Commission des affaires européennes — Réunion du 19 janvier 2017 à 8h40
Culture — Paquet « droit d'auteur » : proposition de résolution européenne et avis politique de mme colette mélot et m. richard yung

Photo de Alain RichardAlain Richard :

Ayant légiféré depuis longtemps sur le sujet de l'extension du concept de droits d'auteur par la création des droits voisins, ce sujet est important dans les échanges que régule l'Union européenne, et je me différencie de la position de M. Gattolin. Le droit d'auteur est fondamentalement un droit de propriété. C'est pour cela qu'il est apparu concomitamment avec la philosophie des Lumières, qu'il s'est développé autant dans la culture britannique que française, accessoirement nordique.

Ce droit de propriété sert à la protection privative individuelle de l'oeuvre par son auteur mais aussi à en faire un commerce. Rien n'est compréhensible si on ne perçoit pas que le droit d'auteur se dirige vers un marché. Ce sont les principes du droit privé et de l'économie de marché qui le régissent. Par définition, les droits dits du commun ou de l'appropriation collective, sans garant, sont une exception à ce droit, et non l'inverse. C'est une victoire des conceptions françaises. En 1984-1985, quand on tenait compte de la première phase technologique du développement secondaire des oeuvres via des adaptations audiovisuelles, beaucoup étaient convaincus que la conception purement commercialiste du copyright l'emporterait. Au contraire, c'est une conception privative, personnaliste du droit d'auteur qui l'a emporté : cela a une importance fondamentale pour l'histoire de la pensée et culturellement. La territorialité doit rester la règle : pour une application du droit d'auteur, il faut un public, des acheteurs, un marché... Les conditions de diffusion et de négociation de ces droits sont différentes selon qu'elle a plus ou moins de chances de toucher un public ou de rester seulement un objet de recherche pour les spécialistes.

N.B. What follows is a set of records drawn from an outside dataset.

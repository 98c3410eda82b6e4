use anyhow::{Context, Result};
use async_trait::async_trait;
use reqwest::Client;
use serde::{Deserialize, Serialize};

use crate::config::Settings;
use crate::llm::client::{GenerationRequest, LlmProvider};
use crate::llm::prompts::build_prompt;

const DEFAULT_GEMINI_ENDPOINT: &str = "https://generativelanguage.googleapis.com/v1beta";
const DEFAULT_GEMINI_MODEL: &str = "gemini-2.5-flash";
const API_KEY_HEADER: &str = "x-goog-api-key";

pub struct GeminiClient {
    http: Client,
    api_key: String,
    model: String,
    endpoint: String,
}

impl GeminiClient {
    pub fn from_settings(settings: &Settings) -> Result<Self> {
        let api_key = settings.llm.api_key.trim().to_string();
        if api_key.is_empty() {
            anyhow::bail!("Gemini API key is missing");
        }

        let model = if settings.llm.model.trim().is_empty() {
            DEFAULT_GEMINI_MODEL.to_string()
        } else {
            settings.llm.model.trim().to_string()
        };

        let endpoint = if settings.llm.endpoint.trim().is_empty() {
            DEFAULT_GEMINI_ENDPOINT.to_string()
        } else {
            settings
                .llm
                .endpoint
                .trim()
                .trim_end_matches('/')
                .to_string()
        };

        Ok(Self {
            http: Client::builder()
                .timeout(settings.call_timeout())
                .build()
                .context("Failed to build Gemini HTTP client")?,
            api_key,
            model,
            endpoint,
        })
    }

    pub fn model(&self) -> &str {
        &self.model
    }

    /// The key travels in a header only, so it never shows up in errors.
    fn request_url(&self) -> String {
        format!("{}/models/{}:generateContent", self.endpoint, self.model)
    }
}

#[async_trait]
impl LlmProvider for GeminiClient {
    async fn generate(&self, request: GenerationRequest<'_>) -> Result<String> {
        let prompt = build_prompt(request.task, request.transcript);

        let body = GeminiGenerateContentRequest {
            contents: vec![GeminiContent {
                parts: vec![GeminiPart { text: prompt }],
            }],
        };

        let response = self
            .http
            .post(self.request_url())
            .header(API_KEY_HEADER, &self.api_key)
            .json(&body)
            .send()
            .await
            .map_err(reqwest::Error::without_url)
            .context("Gemini request failed")?;

        let response = response
            .error_for_status()
            .map_err(reqwest::Error::without_url)
            .context("Gemini returned an error status")?;

        let payload: GeminiGenerateContentResponse = response
            .json()
            .await
            .map_err(reqwest::Error::without_url)
            .context("Failed to parse Gemini response")?;

        payload
            .into_text()
            .with_context(|| format!("Gemini response did not contain text for {}", request.task))
    }
}

#[derive(Debug, Serialize)]
struct GeminiGenerateContentRequest {
    contents: Vec<GeminiContent>,
}

#[derive(Debug, Serialize, Deserialize)]
struct GeminiContent {
    parts: Vec<GeminiPart>,
}

#[derive(Debug, Serialize, Deserialize)]
struct GeminiPart {
    text: String,
}

#[derive(Debug, Deserialize)]
struct GeminiGenerateContentResponse {
    #[serde(default)]
    candidates: Vec<GeminiCandidate>,
}

impl GeminiGenerateContentResponse {
    /// Concatenated text parts of the first candidate that has any.
    fn into_text(self) -> Option<String> {
        self.candidates.into_iter().find_map(|candidate| {
            let text: String = candidate
                .content?
                .parts
                .into_iter()
                .filter_map(|p| p.text)
                .collect();
            (!text.trim().is_empty()).then_some(text)
        })
    }
}

#[derive(Debug, Deserialize)]
struct GeminiCandidate {
    content: Option<GeminiContentResponse>,
}

#[derive(Debug, Deserialize)]
struct GeminiContentResponse {
    #[serde(default)]
    parts: Vec<GeminiPartResponse>,
}

#[derive(Debug, Deserialize)]
struct GeminiPartResponse {
    text: Option<String>,
}
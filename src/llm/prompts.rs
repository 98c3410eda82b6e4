use crate::llm::client::AnalysisTask;

/// Build the prompt for one analysis task.
pub fn build_prompt(task: AnalysisTask, transcript: &str) -> String {
    match task {
        AnalysisTask::Summary => build_summary_prompt(transcript),
        AnalysisTask::Decisions => build_decisions_prompt(transcript),
        AnalysisTask::ActionItems => build_action_items_prompt(transcript),
    }
}

/// Executive summary prompt. The response is relayed verbatim.
pub fn build_summary_prompt(transcript: &str) -> String {
    format!(
        "You are an expert meeting assistant. Your task is to provide a concise, professional \
executive summary of the following meeting transcript. Focus on the main objectives, outcomes, \
and conclusions.\n\
\n\
Transcript:\n\
{transcript}"
    )
}

/// Key decisions prompt. The response is relayed verbatim.
pub fn build_decisions_prompt(transcript: &str) -> String {
    format!(
        "Analyze the following meeting transcript and extract the key decisions that were made.\n\
Present them as a clear, numbered list. If no specific decisions are found, state that \
explicitly and do not invent any.\n\
\n\
Transcript:\n\
{transcript}"
    )
}

/// Action items prompt. The response must be a bare JSON array.
pub fn build_action_items_prompt(transcript: &str) -> String {
    format!(
        "You are a highly accurate task extraction bot. From the following meeting transcript, \
identify all action items.\n\
\n\
Rules:\n\
- Your response MUST be a valid JSON list of objects.\n\
- Each object represents one action item and has exactly the keys 'task', 'owner' and 'deadline'.\n\
- If a value for a key is not explicitly mentioned, use the string 'N/A'.\n\
- Do not include any text, explanation, or markdown formatting (no code fences) before or after the JSON list.\n\
- If there are no action items, respond with [].\n\
\n\
Transcript:\n\
{transcript}"
    )
}
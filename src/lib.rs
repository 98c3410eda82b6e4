//! scribe - Meeting transcript analysis backed by a hosted LLM
//!
//! A transcript goes in; an executive summary, the key decisions and a
//! structured list of action items come out.

pub mod analysis;
pub mod cli;
pub mod config;
pub mod llm;
pub mod server;

use thiserror::Error;

/// Main error type for scribe
#[derive(Error, Debug)]
pub enum ScribeError {
    /// A required setting (the API credential) is missing. Fatal at startup.
    #[error("Configuration error: {0}")]
    Configuration(String),

    /// The model handle could not be constructed. Fatal at startup.
    #[error("Initialization error: {0}")]
    Initialization(String),

    /// Caller-supplied input was rejected before reaching the model.
    #[error("Validation error: {0}")]
    Validation(String),
}

pub type Result<T> = std::result::Result<T, ScribeError>;

/// Application version
pub const VERSION: &str = env!("CARGO_PKG_VERSION");

/// Application name
pub const APP_NAME: &str = "scribe";
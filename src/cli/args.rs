//! CLI argument definitions using clap

use clap::{Parser, Subcommand};
use clap_complete::Shell;
use std::path::PathBuf;

/// scribe - Meeting transcript summaries, decisions and action items
#[derive(Parser, Debug)]
#[command(name = "scribe")]
#[command(author, version, about, long_about = None)]
#[command(propagate_version = true)]
pub struct Cli {
    /// Enable verbose output
    #[arg(short, long, global = true)]
    pub verbose: bool,

    #[command(subcommand)]
    pub command: Commands,
}

#[derive(Subcommand, Debug)]
pub enum Commands {
    /// Analyze a transcript file (or stdin)
    Analyze {
        /// Transcript file; reads stdin when omitted or "-"
        file: Option<PathBuf>,

        /// Print the result as JSON
        #[arg(long)]
        json: bool,
    },

    /// Analyze the built-in sample meeting
    Demo {
        /// Print the result as JSON
        #[arg(long)]
        json: bool,
    },

    /// Run the HTTP API
    Serve {
        /// Address to bind (overrides server.host)
        #[arg(long)]
        host: Option<String>,

        /// Port to bind (overrides server.port)
        #[arg(short, long)]
        port: Option<u16>,
    },

    /// Configuration management
    #[command(subcommand)]
    Config(ConfigCommand),

    /// Generate shell completions
    Completions {
        /// Target shell
        #[arg(value_enum)]
        shell: Shell,
    },
}

#[derive(Subcommand, Debug)]
pub enum ConfigCommand {
    /// Show current configuration
    Show,

    /// Show configuration file path
    Path,

    /// Initialize default configuration
    Init {
        /// Force overwrite existing config
        #[arg(short, long)]
        force: bool,
    },
}
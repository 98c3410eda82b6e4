/// Meeting used by `scribe demo`.
pub const SAMPLE_TRANSCRIPT: &str = "\
Sarah (Project Manager): Good morning, everyone. Thanks for joining. The main agenda today is to finalize the plan for the new 'Project Apollo' login page redesign. Mark, how are the backend preparations going?

Mark (Lead Developer): Morning. The authentication service is solid. I've set up the basic endpoint, but I need the final specs for the data we'll be collecting on the sign-up form. Are we adding Google OAuth?

Chloe (UX/UI Designer): On the design front, I have two mockups. Mockup A is a traditional two-column layout. Mockup B is a cleaner, single-column layout which my research suggests is better for mobile conversions.

Sarah (Project Manager): Great points. Mobile-first is key for this project. Let's go with Mockup B, the single-column layout. That's our first decision. Chloe, can you create the final high-fidelity assets for that one? Let's have those ready for review by this Wednesday EOD.

Chloe (UX/UI Designer): Will do. I'll have them ready.

Sarah (Project Manager): Perfect. Mark, regarding the sign-up form, let's keep it simple for now. Just email, password, and full name. We will table the Google OAuth discussion for a future release to avoid scope creep. So, your action item is to finalize the authentication endpoint to accept just those three fields. Can you get that done by Friday?

Mark (Lead Developer): Yes, that's no problem at all. I'll have the API documentation updated by Friday as well.

Sarah (Project Manager): Fantastic. That's all for today then. Great progress, team!
";
use std::fmt;
use std::sync::Arc;

use anyhow::Result;
use async_trait::async_trait;

use crate::config::Settings;
use crate::llm::gemini::GeminiClient;
use crate::ScribeError;

/// The three independent questions asked about every transcript.
#[derive(Debug, Clone, Copy, PartialEq, Eq, Hash)]
pub enum AnalysisTask {
    Summary,
    Decisions,
    ActionItems,
}

impl AnalysisTask {
    pub const ALL: [AnalysisTask; 3] = [
        AnalysisTask::Summary,
        AnalysisTask::Decisions,
        AnalysisTask::ActionItems,
    ];

    /// Human readable name used in logs and degraded field messages.
    pub fn label(&self) -> &'static str {
        match self {
            AnalysisTask::Summary => "summary generation",
            AnalysisTask::Decisions => "decision extraction",
            AnalysisTask::ActionItems => "action item extraction",
        }
    }
}

impl fmt::Display for AnalysisTask {
    fn fmt(&self, f: &mut fmt::Formatter<'_>) -> fmt::Result {
        f.write_str(self.label())
    }
}

/// Generation request payload.
#[derive(Debug, Clone, Copy)]
pub struct GenerationRequest<'a> {
    pub task: AnalysisTask,
    pub transcript: &'a str,
}

/// A configured handle to a hosted text model.
///
/// Implementations hold no per-call mutable state, so a single handle is
/// shared across concurrent requests behind an `Arc`.
#[async_trait]
pub trait LlmProvider: Send + Sync {
    async fn generate(&self, request: GenerationRequest<'_>) -> Result<String>;
}

/// Build the model handle from runtime settings.
///
/// Fails with [`ScribeError::Configuration`] when no credential is
/// configured and with [`ScribeError::Initialization`] for anything else.
pub fn initialize(settings: &Settings) -> crate::Result<Arc<dyn LlmProvider>> {
    if settings.llm.api_key.trim().is_empty() {
        return Err(ScribeError::Configuration(
            "Gemini API key is missing. Set llm.api_key in config, SCRIBE_GEMINI_API_KEY or GOOGLE_API_KEY."
                .to_string(),
        ));
    }

    match settings.llm.provider.to_lowercase().as_str() {
        "gemini" => {
            let client = GeminiClient::from_settings(settings)
                .map_err(|e| ScribeError::Initialization(format!("{:#}", e)))?;
            tracing::info!(model = client.model(), "Gemini model handle ready");
            Ok(Arc::new(client))
        }
        other => Err(ScribeError::Initialization(format!(
            "Unsupported llm.provider '{}'. Supported providers: gemini",
            other
        ))),
    }
}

Pour les percepteurs, c'est comme le droit de propriété : pour l'exploiter économiquement, il faut un savoir-faire et un contrat. Légalement, ces organismes ne sont bénéficiaires d'aucun monopole. Rien n'empêche ceux croyant qu'ils peuvent percevoir facilement les droits d'auteur à la place de la Sacem ou de la SACD auprès de publics immenses et distants de le faire. Mais nous sommes dans un monde imparfait. C'est cette construction juridique et ce système d'équilibre entre les droits de l'oeuvre et de son auteur et l'accès au public qui sont satisfaisants. L'Union européenne, malgré ses différences, continue à faire vivre ce droit et c'est rassurant.